CHROME miners are crying foul over underpricing of Zimbabwean ore by some Chinese chrome smelting companies.
This comes as chrome miners appealed to the government not to widen the export ban to include raw chrome fines. The chrome ore fines were exempted from the previous ban on raw chrome exports.
Miners claim that the fundamentals are not yet right for the ban on chrome fines, considering the experiences of the current ban on raw chrome exports, which has seen some Chinese smelters colluding to set prices that disadvantage chrome miners.
Chinese smelting companies are currently paying US$40 per tonne, while Zimasco is paying about US$38 with a component in local currency at interbank rate. Global prices are ranging between US$150 and US$200 per tonne.
Currently, the biggest consumers of raw chrome are Chinese companies, who own a number of smelting facilities around the Great Dyke. There are indications that Chinese smelting companies are giving a raw deal to the miners.
This comes after there has been a surge in ferrochrome prices on the global market triggered by a spike in demand resulting from an increase in construction projects.
A miner, who spoke on condition of anonymity, said the issue of price manipulation was a thorny one, considering that the companies buying are just a small group.
“We recently met the Ministry of Mines and Mining Development over the issue and we were pleading for the extension on the proposed ban on chrome fines because we believe a ban will throw us back into the situation we are facing with Chinese smelters,” the chrome miner said.
“We are likely going to be shortchanged again as to what is happening with the chrome that we are selling to them.
“We believe the fundamentals are not yet right and any ban on the export of chrome fines will spell doom on miners. The Chinese have created a cartel that is busy manipulating prices despite the current surge in global ferrochrome prices,” the source said.
Mines ministry permanent secretary Onismo Moyo said he was yet to get the reports on the matter.
“I have not yet received anything to that effect, but I will have to check and come back to you,” Moyo said.
Zimbabwe Miners Federation (ZMF) secretary for external affairs Gift Karanda confirmed that they had made an appeal to the government on the chrome fines ban, but could not divulge more details.
“There is an appeal on the issue of chrome fines expected ban, but at the moment it is premature to comment on the matter and on the issue of chrome prices you can refer your questions to the Ministry of Mines,” Karanda said.
There are also concerns that Zimbabwe has become a target of Chinese companies that are dumping second-hand chrome smelters following the promulgation of an environmental law prohibiting the use of heavy environmentally unfriendly machinery in the Asian economic powerhouse.
In 2019, the State Council of China announced that it would ban new steel, coke, chrome and primary aluminium capacity in the Beijing-Tianjin-Hebei and Yangtze River Delta regions.
Within this region, Hebei’s steel production was expected to have further limited to 200 million tonnes by 2020.
Cities, such as Beijing and Guangdong, have been implementing this ban and other cities were expected to follow suit.
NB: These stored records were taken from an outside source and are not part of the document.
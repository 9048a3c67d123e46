use std::sync::Arc;

use chrono::Utc;
use tracing::error;
use uuid::Uuid;

use agora_types::api::{FriendEntry, FriendState, PendingRequests, PublicProfile, RequestEntry};
use agora_types::models::{FriendRequest, Friendship, RequestStatus};

use crate::error::{Error, Result};
use crate::placeholder_name;
use crate::store::{FriendStore, ProfileStore, StoreError, StoreResult};

/// The friend-request state machine: none -> pending -> accepted/rejected,
/// with sender-only cancellation back to none while pending. Acceptance
/// materializes the symmetric friendship row.
#[derive(Clone)]
pub struct FriendManager {
    friends: Arc<dyn FriendStore>,
    profiles: Arc<dyn ProfileStore>,
}

impl FriendManager {
    pub fn new(friends: Arc<dyn FriendStore>, profiles: Arc<dyn ProfileStore>) -> Self {
        Self { friends, profiles }
    }

    /// Any prior request row between the pair blocks a new one, in either
    /// direction and regardless of status; a rejected request therefore
    /// permanently blocks resending.
    pub fn send_request(&self, sender_id: Uuid, receiver_username: &str) -> Result<FriendRequest> {
        let receiver = self
            .profiles
            .find_by_username(receiver_username)?
            .ok_or_else(|| Error::NotFound(format!("no user named '{receiver_username}'")))?;

        if receiver.id == sender_id {
            return Err(Error::Validation(
                "cannot send a friend request to yourself".into(),
            ));
        }

        if self
            .friends
            .friendship_between(sender_id, receiver.id)?
            .is_some()
        {
            return Err(Error::Conflict("already friends with this user".into()));
        }

        if self
            .friends
            .request_between(sender_id, receiver.id)?
            .is_some()
        {
            return Err(Error::Conflict(
                "a friend request already exists between these users".into(),
            ));
        }

        let now = Utc::now();
        let request = FriendRequest {
            id: Uuid::new_v4(),
            sender_id,
            receiver_id: receiver.id,
            status: RequestStatus::Pending,
            created_at: now,
            updated_at: now,
        };
        self.friends.insert_request(&request)?;
        Ok(request)
    }

    /// Only the addressed receiver can accept, and only while pending.
    /// Acceptance and the friendship row are a saga: if the friendship
    /// insert fails, the status flip is compensated back to pending so the
    /// accept can be retried.
    pub fn accept(&self, request_id: Uuid, receiver_id: Uuid) -> Result<Friendship> {
        let request = self
            .friends
            .transition_request(
                request_id,
                receiver_id,
                RequestStatus::Pending,
                RequestStatus::Accepted,
            )
            .map_err(|e| match e {
                StoreError::NotFound => {
                    Error::NotFound("no pending request addressed to this user".into())
                }
                other => Error::Store(other),
            })?;

        let (user1_id, user2_id) = Friendship::canonical_pair(request.sender_id, receiver_id);
        let friendship = Friendship {
            id: Uuid::new_v4(),
            user1_id,
            user2_id,
            created_at: Utc::now(),
        };

        if let Err(e) = self.friends.insert_friendship(&friendship) {
            if let Err(revert) = self.friends.transition_request(
                request_id,
                receiver_id,
                RequestStatus::Accepted,
                RequestStatus::Pending,
            ) {
                error!(%request_id, "failed to revert request after friendship insert failure: {revert}");
            }
            return Err(Error::Store(e));
        }

        Ok(friendship)
    }

    pub fn reject(&self, request_id: Uuid, receiver_id: Uuid) -> Result<FriendRequest> {
        self.friends
            .transition_request(
                request_id,
                receiver_id,
                RequestStatus::Pending,
                RequestStatus::Rejected,
            )
            .map_err(|e| match e {
                StoreError::NotFound => {
                    Error::NotFound("no pending request addressed to this user".into())
                }
                other => Error::Store(other),
            })
    }

    /// Sender-only, and only while the request is still pending.
    pub fn cancel(&self, request_id: Uuid, sender_id: Uuid) -> Result<()> {
        match self.friends.delete_request(request_id, sender_id) {
            Ok(()) => Ok(()),
            Err(StoreError::NotFound) => {
                Err(Error::NotFound("no pending request sent by this user".into()))
            }
            Err(e) => Err(e.into()),
        }
    }

    /// Every friendship touching the user, each carrying the other party's
    /// display profile.
    pub fn friends(&self, user_id: Uuid) -> Result<Vec<FriendEntry>> {
        let friendships = self.friends.friendships_of(user_id)?;
        let mut entries = Vec::with_capacity(friendships.len());
        for friendship in friendships {
            let other = if friendship.user1_id == user_id {
                friendship.user2_id
            } else {
                friendship.user1_id
            };
            entries.push(FriendEntry {
                friendship_id: friendship.id,
                user: self.public_profile(other)?,
                since: friendship.created_at,
            });
        }
        Ok(entries)
    }

    /// Relation as seen from `user_id`, in priority order: friends, then
    /// an outgoing pending request, then an incoming one, else none.
    pub fn status(&self, user_id: Uuid, other_username: &str) -> Result<FriendState> {
        let other = self
            .profiles
            .find_by_username(other_username)?
            .ok_or_else(|| Error::NotFound(format!("no user named '{other_username}'")))?;

        if self.friends.friendship_between(user_id, other.id)?.is_some() {
            return Ok(FriendState::Friends);
        }
        if self
            .friends
            .pending_request_from(user_id, other.id)?
            .is_some()
        {
            return Ok(FriendState::RequestSent);
        }
        if self
            .friends
            .pending_request_from(other.id, user_id)?
            .is_some()
        {
            return Ok(FriendState::RequestReceived);
        }
        Ok(FriendState::None)
    }

    /// Pending requests involving the user, split by direction.
    pub fn requests(&self, user_id: Uuid) -> Result<PendingRequests> {
        let rows = self.friends.pending_requests_for(user_id)?;
        let mut incoming = Vec::new();
        let mut outgoing = Vec::new();
        for row in rows {
            if row.receiver_id == user_id {
                incoming.push(RequestEntry {
                    request_id: row.id,
                    user: self.public_profile(row.sender_id)?,
                    created_at: row.created_at,
                });
            } else {
                outgoing.push(RequestEntry {
                    request_id: row.id,
                    user: self.public_profile(row.receiver_id)?,
                    created_at: row.created_at,
                });
            }
        }
        Ok(PendingRequests { incoming, outgoing })
    }

    fn public_profile(&self, user_id: Uuid) -> StoreResult<PublicProfile> {
        Ok(match self.profiles.profile(user_id)? {
            Some(p) => PublicProfile {
                id: p.id,
                username: p.username,
                display_name: p.display_name,
                avatar_url: p.avatar_url,
            },
            None => {
                let name = placeholder_name(user_id);
                PublicProfile {
                    id: user_id,
                    username: name.clone(),
                    display_name: name,
                    avatar_url: None,
                }
            }
        })
    }
}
This came as China continued to push heavy industries, especially those involved in chrome smelting, to consider new technologies that are environmentally friendly.
This, therefore, meant that by migrating to the new technologies, countries like Zimbabwe became a lucrative and ready market to dump the old smelting machinery.
The Independent is informed that several chrome companies in Zimbabwe have since been approached by Chinese companies with the intention of striking deals on the smelters. – (The Independent)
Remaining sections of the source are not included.